#### [Work to complete]
Starting at the line that contains "assert_eq!(usage.input_tokens, 0);", restate every line word for word through the end of the entries.
[Dataset excerpts Boundary: Start]
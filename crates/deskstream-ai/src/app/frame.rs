//! Wire types for the hosted application stream.
//!
//! One `AppFrame` is one item of the vendor's streaming call. Frames carry
//! cumulative state: `output.text` grows across frames, and workflow-mode
//! frames additionally carry per-node message chunks with a sequence id.

use serde::Deserialize;
use serde_json::Value;

/// Sequence id meaning "no ordering guarantee, always append".
pub const UNORDERED_SEQ_ID: i64 = -1;

fn default_status() -> u16 {
    200
}

fn default_seq_id() -> i64 {
    UNORDERED_SEQ_ID
}

/// One deserialized item of the vendor stream. Immutable once received.
#[derive(Debug, Clone, Deserialize)]
pub struct AppFrame {
    #[serde(default = "default_status")]
    pub status_code: u16,
    #[serde(default)]
    pub request_id: String,
    /// Vendor error code, set on non-success frames.
    #[serde(default)]
    pub code: Option<String>,
    /// Vendor error message, set on non-success frames.
    #[serde(default)]
    pub message: Option<String>,
    #[serde(default)]
    pub output: AppOutput,
    #[serde(default)]
    pub usage: Option<AppUsage>,
}

#[derive(Debug, Clone, Default, Deserialize)]
pub struct AppOutput {
    /// Cumulative text payload. For workflow apps this is a JSON envelope
    /// (possibly a still-growing prefix of one), for plain chat the answer
    /// itself.
    #[serde(default)]
    pub text: Option<String>,
    #[serde(default)]
    pub finish_reason: Option<String>,
    #[serde(default)]
    pub workflow_message: Option<WorkflowMessage>,
    #[serde(default)]
    pub rag_result: Option<Value>,
    #[serde(default)]
    pub web_result: Option<Value>,
    #[serde(default)]
    pub doc_references: Option<Vec<Value>>,
}

/// Per-node message chunk emitted by workflow applications.
#[derive(Debug, Clone, Deserialize)]
pub struct WorkflowMessage {
    #[serde(default = "default_seq_id")]
    pub node_msg_seq_id: i64,
    #[serde(default)]
    pub message: Option<WorkflowInnerMessage>,
}

#[derive(Debug, Clone, Default, Deserialize)]
pub struct WorkflowInnerMessage {
    #[serde(default)]
    pub content: Option<String>,
}

/// Token usage as reported by the vendor. Agent responses spread counts
/// across per-model entries instead of the top-level fields.
#[derive(Debug, Clone, Default, Deserialize)]
pub struct AppUsage {
    #[serde(default)]
    pub input_tokens: u64,
    #[serde(default)]
    pub output_tokens: u64,
    #[serde(default)]
    pub models: Vec<ModelUsage>,
}

#[derive(Debug, Clone, Default, Deserialize)]
pub struct ModelUsage {
    #[serde(default)]
    pub input_tokens: u64,
    #[serde(default)]
    pub output_tokens: u64,
}

impl AppFrame {
    pub fn is_ok(&self) -> bool {
        self.status_code == 200
    }

    /// True when the frame carries a real finish marker. The vendor emits
    /// the literal string "null" on intermediate frames.
    pub fn finish_signaled(&self) -> bool {
        matches!(self.output.finish_reason.as_deref(), Some(reason) if reason != "null")
    }

    /// Best-effort decoded error message for non-success frames. Workflow
    /// failures nest `{"nodeName": ..., "errorInfo": ...}` inside the
    /// message string.
    pub fn error_message(&self) -> String {
        let raw = self.message.clone().unwrap_or_default();
        if let Ok(Value::Object(map)) = serde_json::from_str::<Value>(&raw)
            && let Some(info) = map.get("errorInfo").and_then(Value::as_str)
        {
            let node = map
                .get("nodeName")
                .and_then(Value::as_str)
                .unwrap_or("Node");
            return format!("{}: {}", node, info);
        }
        raw
    }

    pub fn error_code(&self) -> String {
        self.code
            .clone()
            .unwrap_or_else(|| self.status_code.to_string())
    }
}

#[cfg(test)]
mod tests {
    use super::*;

    #[test]
    fn deserializes_minimal_frame() {
        let frame: AppFrame = serde_json::from_str(r#"{"request_id": "req-1"}"#).unwrap();
        assert!(frame.is_ok());
        assert_eq!(frame.request_id, "req-1");
        assert!(frame.output.text.is_none());
        assert!(!frame.finish_signaled());
    }

    #[test]
    fn finish_reason_null_string_is_not_finish() {
        let frame: AppFrame =
            serde_json::from_str(r#"{"output": {"finish_reason": "null"}}"#).unwrap();
        assert!(!frame.finish_signaled());

        let frame: AppFrame =
            serde_json::from_str(r#"{"output": {"finish_reason": "stop"}}"#).unwrap();
        assert!(frame.finish_signaled());
    }

    #[test]
    fn workflow_seq_id_defaults_to_unordered() {
        let frame: AppFrame = serde_json::from_str(
            r#"{"output": {"workflow_message": {"message": {"content": "hi"}}}}"#,
        )
        .unwrap();
        let wf = frame.output.workflow_message.unwrap();
        assert_eq!(wf.node_msg_seq_id, UNORDERED_SEQ_ID);
    }

    #[test]
    fn error_message_unwraps_node_error_info() {
        let frame: AppFrame = serde_json::from_str(
            r#"{"status_code": 400, "code": "InvalidParameter",
                "message": "{\"nodeName\": \"LLM_1\", \"errorInfo\": \"prompt too long\"}"}"#,
        )
        .unwrap();
        assert!(!frame.is_ok());
        assert_eq!(frame.error_message(), "LLM_1: prompt too long");
        assert_eq!(frame.error_code(), "InvalidParameter");
    }

    #[test]
    fn error_message_falls_back_to_raw_text() {
        let frame: AppFrame = serde_json::from_str(
            r#"{"status_code": 429, "message": "Requests throttled"}"#,
        )
        .unwrap();
        assert_eq!(frame.error_message(), "Requests throttled");
        assert_eq!(frame.error_code(), "429");
    }

    #[test]
    fn usage_deserializes_model_entries() {
        let frame: AppFrame = serde_json::from_str(
            r#"{"usage": {"models": [
                {"input_tokens": 10, "output_tokens": 4},
                {"input_tokens": 7, "output_tokens": 2}
            ]}}"#,
        )
        .unwrap();
        let usage = frame.usage.unwrap();
        assert_eq!(usage.input_tokens, 0);
        assert_eq!(usage.models.len(), 2);
    }
}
[Dataset excerpts Boundary: End]
#### [Response box]
        assert_eq!(usage.input_tokens, 0);
        assert_eq!(usage.models.len(), 2);
    }
}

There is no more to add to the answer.